Assignment: Please make an exact transcription of all the data that follows.

Supplied information:
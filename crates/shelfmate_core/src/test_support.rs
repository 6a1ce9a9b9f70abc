#![allow(clippy::unwrap_used, clippy::expect_used, reason = "Test code")]

use crate::catalog::errors::CatalogError;
use crate::catalog::volume::{ImageLinks, SearchResponse, Volume, VolumeInfo};
use crate::catalog::{Catalog, OrderBy};
use crate::database::Db;
use crate::database::types::{Book, NewBook};
use core::sync::atomic::{AtomicUsize, Ordering};
use std::sync::Mutex;

pub(crate) async fn seed_book(db: &Db, google_id: &str, title: &str) -> Book {
    db.insert_book(&NewBook {
        google_books_id: Some(google_id.to_owned()),
        title: title.to_owned(),
        ..NewBook::default()
    })
    .await
    .expect("Seeding a book must succeed")
}

/// A catalog volume with the given popularity. Volumes without a cover have no image links.
pub(crate) fn volume(id: &str, title: &str, average: f64, count: u64, cover: bool) -> Volume {
    Volume {
        id: id.to_owned(),
        volume_info: VolumeInfo {
            title: Some(title.to_owned()),
            authors: Some(vec!["Test Author".to_owned()]),
            average_rating: (count > 0).then_some(average),
            ratings_count: (count > 0).then_some(count),
            image_links: cover.then(|| ImageLinks {
                thumbnail: Some(format!("http://books.google.com/{id}")),
                ..ImageLinks::default()
            }),
            ..VolumeInfo::default()
        },
    }
}

/// In-memory catalog that records how it was called.
#[derive(Default)]
pub(crate) struct StubCatalog {
    volumes: Vec<Volume>,
    search_items: Vec<Volume>,
    failing: bool,
    searches: Mutex<Vec<(String, u32, OrderBy)>>,
    volume_lookups: AtomicUsize,
}

impl StubCatalog {
    pub(crate) fn with_volume(mut self, volume: Volume) -> Self {
        self.volumes.push(volume);
        self
    }

    pub(crate) fn with_search_results(mut self, items: Vec<Volume>) -> Self {
        self.search_items = items;
        self
    }

    /// Every request fails as if the catalog were down.
    pub(crate) fn failing() -> Self {
        Self {
            failing: true,
            ..Self::default()
        }
    }

    pub(crate) fn searches(&self) -> Vec<(String, u32, OrderBy)> {
        self.searches.lock().unwrap().clone()
    }

    pub(crate) fn volume_lookups(&self) -> usize {
        self.volume_lookups.load(Ordering::SeqCst)
    }

    fn unavailable() -> CatalogError {
        CatalogError::Status {
            status: 503,
            body: "catalog unavailable".to_owned(),
        }
    }
}

impl Catalog for StubCatalog {
    async fn search(
        &self,
        query: &str,
        max_results: u32,
        order_by: OrderBy,
    ) -> Result<SearchResponse, CatalogError> {
        self.searches
            .lock()
            .unwrap()
            .push((query.to_owned(), max_results, order_by));
        if self.failing {
            return Err(Self::unavailable());
        }
        let items: Vec<Volume> = self
            .search_items
            .iter()
            .take(usize::try_from(max_results).unwrap())
            .cloned()
            .collect();
        Ok(SearchResponse {
            total_items: u64::try_from(self.search_items.len()).unwrap(),
            items,
        })
    }

    async fn volume(&self, volume_id: &str) -> Result<Option<Volume>, CatalogError> {
        self.volume_lookups.fetch_add(1, Ordering::SeqCst);
        if self.failing {
            return Err(Self::unavailable());
        }
        Ok(self
            .volumes
            .iter()
            .find(|volume| volume.id == volume_id)
            .cloned())
    }
}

Answer below:
filename crates/shelfmate_core/src/test_support.rs
repository 6a1ce9a9b9f70abc
#![allow(clippy::unwrap_used, clippy::expect_used, reason = "Test code")]

use crate::catalog::errors::CatalogError;
use crate::catalog::volume::{ImageLinks, SearchResponse, Volume, VolumeInfo};
use crate::catalog::{Catalog, OrderBy};
use crate::database::Db;
use crate::database::types::{Book, NewBook};
use core::sync::atomic::{AtomicUsize, Ordering};
use std::sync::Mutex;

pub(crate) async fn seed_book(db: &Db, google_id: &str, title: &str) -> Book {
    db.insert_book(&NewBook {
        google_books_id: Some(google_id.to_owned()),
        title: title.to_owned(),
        ..NewBook::default()
    })
    .await
    .expect("Seeding a book must succeed")
}

/// A catalog volume with the given popularity. Volumes without a cover have no image links.
pub(crate) fn volume(id: &str, title: &str, average: f64, count: u64, cover: bool) -> Volume {
    Volume {
        id: id.to_owned(),
        volume_info: VolumeInfo {
            title: Some(title.to_owned()),
            authors: Some(vec!["Test Author".to_owned()]),
            average_rating: (count > 0).then_some(average),
            ratings_count: (count > 0).then_some(count),
            image_links: cover.then(|| ImageLinks {
                thumbnail: Some(format!("http://books.google.com/{id}")),
                ..ImageLinks::default()
            }),
            ..VolumeInfo::default()
        },
    }
}

/// In-memory catalog that records how it was called.
#[derive(Default)]
pub(crate) struct StubCatalog {
    volumes: Vec<Volume>,
    search_items: Vec<Volume>,
    failing: bool,
    searches: Mutex<Vec<(String, u32, OrderBy)>>,
    volume_lookups: AtomicUsize,
}

impl StubCatalog {
    pub(crate) fn with_volume(mut self, volume: Volume) -> Self {
        self.volumes.push(volume);
        self
    }

    pub(crate) fn with_search_results(mut self, items: Vec<Volume>) -> Self {
        self.search_items = items;
        self
    }

    /// Every request fails as if the catalog were down.
    pub(crate) fn failing() -> Self {
        Self {
            failing: true,
            ..Self::default()
        }
    }

    pub(crate) fn searches(&self) -> Vec<(String, u32, OrderBy)> {
        self.searches.lock().unwrap().clone()
    }

    pub(crate) fn volume_lookups(&self) -> usize {
        self.volume_lookups.load(Ordering::SeqCst)
    }

    fn unavailable() -> CatalogError {
        CatalogError::Status {
            status: 503,
            body: "catalog unavailable".to_owned(),
        }
    }
}

impl Catalog for StubCatalog {
    async fn search(
        &self,
        query: &str,
        max_results: u32,
        order_by: OrderBy,
    ) -> Result<SearchResponse, CatalogError> {
        self.searches
            .lock()
            .unwrap()
            .push((query.to_owned(), max_results, order_by));
        if self.failing {
            return Err(Self::unavailable());
        }
        let items: Vec<Volume> = self
            .search_items
            .iter()
            .take(usize::try_from(max_results).unwrap())
            .cloned()
            .collect();
        Ok(SearchResponse {
            total_items: u64::try_from(self.search_items.len()).unwrap(),
            items,
        })
    }

    async fn volume(&self, volume_id: &str) -> Result<Option<Volume>, CatalogError> {
        self.volume_lookups.fetch_add(1, Ordering::SeqCst);
        if self.failing {
            return Err(Self::unavailable());
        }
        Ok(self
            .volumes
            .iter()
            .find(|volume| volume.id == volume_id)
            .cloned())
    }
}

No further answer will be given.